== Task goal ==
In the records below, find every line with the word "Serialize" and copy it.

Collected data
-------
// Copyright 2025 The Matrix.org Foundation C.I.C.
//
// Licensed under the Apache License, Version 2.0 (the "License");
// you may not use this file except in compliance with the License.
// You may obtain a copy of the License at
//
//     http://www.apache.org/licenses/LICENSE-2.0
//
// Unless required by applicable law or agreed to in writing, software
// distributed under the License is distributed on an "AS IS" BASIS,
// WITHOUT WARRANTIES OR CONDITIONS OF ANY KIND, either express or implied.
// See the License for the specific language governing permissions and
// limitations under the License.

use serde::{Deserialize, Serialize};

use crate::{Error, Result};

/// Configuration of the [`EmailDigest`](crate::EmailDigest).
///
/// This is what the homeserver passes to the module in its `config` section.
#[derive(Clone, Debug, PartialEq, Eq, Deserialize, Serialize)]
#[serde(default, deny_unknown_fields)]
pub struct DigestConfig {
    /// Look up the `m.room.canonical_alias` of each room and expose it in
    /// [`RoomVars::canonical_alias`](crate::RoomVars::canonical_alias).
    ///
    /// When disabled, the room view-models are the same as the ones of the
    /// stock mailer.
    pub include_canonical_alias: bool,
}

impl Default for DigestConfig {
    fn default() -> Self {
        Self { include_canonical_alias: true }
    }
}

impl DigestConfig {
    /// Parse the configuration from the module section of the homeserver
    /// configuration.
    ///
    /// A `null` section is the same as an empty one.
    pub fn from_module_config(config: serde_json::Value) -> Result<Self> {
        if config.is_null() {
            return Ok(Self::default());
        }

        serde_json::from_value(config).map_err(Error::InvalidConfig)
    }
}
-------
== Exercise output ==
use serde::{Deserialize, Serialize};
#[derive(Clone, Debug, PartialEq, Eq, Deserialize, Serialize)]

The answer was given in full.